CHILE CHICO

Venía yo desde Puerto Ibáñez, asombrado del gran lago General Carrera, asombrado de esas aguas metálicas que son un paroxismo de la naturaleza, solamente comparables al mar color turquesa de Varadero en Cuba, o a nuestro Petrohué. Y luego el salvaje salto del río Ibáñez, indivisible en su aterradora grandeza. Venía también transido por la incomunicación y la pobreza de los pueblos de la región; vecinos a la energía colosal pero desprovistos de luz eléctrica; viviendo entre las infinitas ovejas lanares pero vestidos con ropa pobre y rota. Hasta que llegué a Chile Chico.

Allí, cerrando el día, el gran crepúsculo me esperaba. El viento perpetuo cortaba las nubes de cuarzo. Ríos de luz azul aislaban un gran bloque que el viento mantenía en suspensión entre la tierra y el cielo.

Tierras de ganadería, sembrados que luchaban bajo la presión polar del viento. Alrededor la tierra se elevaba con las torres duras de la Roca Castillo, puntas cortantes, agujas góticas, almenas naturales de granito. Las montañas arbitrarias de Aysén, redondas como bolas, elevadas y lisas como mesas, mostraban rectángulos y triángulos de nieve.
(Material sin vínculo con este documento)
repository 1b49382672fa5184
pub mod json;
use std::time::Duration;

use anyhow::anyhow;
use diesel::pg::PgConnection;
use diesel::r2d2::{ConnectionManager, Pool};
use diesel_migrations::{embed_migrations, EmbeddedMigrations, MigrationHarness};

pub type PgPool = Pool<ConnectionManager<PgConnection>>;

pub const DEFAULT_MAX_POOL_SIZE: u32 = 4;

pub const MIGRATIONS: EmbeddedMigrations = embed_migrations!("migrations");

pub fn init_pool(database_url: &str) -> anyhow::Result<PgPool> {
    init_pool_with_size(database_url, DEFAULT_MAX_POOL_SIZE)
}

pub fn init_pool_with_size(database_url: &str, max_size: u32) -> anyhow::Result<PgPool> {
    let manager = ConnectionManager::<PgConnection>::new(database_url);
    let pool_size = max_size.max(1);
    let pool = Pool::builder()
        .max_size(pool_size)
        .connection_timeout(Duration::from_secs(10))
        .build(manager)?;
    Ok(pool)
}

pub fn run_migrations(pool: &PgPool) -> anyhow::Result<usize> {
    let mut conn = pool
        .get()
        .map_err(|err| anyhow!("failed to acquire connection: {err}"))?;
    let applied = conn
        .run_pending_migrations(MIGRATIONS)
        .map_err(|err| anyhow!("failed to run migrations: {err}"))?;
    Ok(applied.len())
}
Y el cielo trabajaba su crepúsculo con cendales y metales: centelleaba el amarillo en las alturas, sostenido como un pájaro inmenso por el espacio puro. Todo cambiaba de pronto, se transformaba en boca de ballena, en leopardo ardiendo, en luminarias abstractas.

Sentí que la inmensidad se desplegaba sobre mí cabeza, nombrándome testigo del Aysén deslumbrante, con sus cerreríos, sus cascadas, sus millones de árboles muertos y quemados que acusan a sus antiguos homicidas, con el silencio de un mundo en nacimiento en que está todo preparado: las ceremonias del cielo y de la tierra. Pero faltan el amparo, el orden colectivo, la edificación, el hombre. Los que viven en tan graves soledades necesitan una solidaridad tan espaciosa como sus grandes extensiones.

Me alejé cuando se apagaba el crepúsculo y la noche caía sobrecogedora y azul.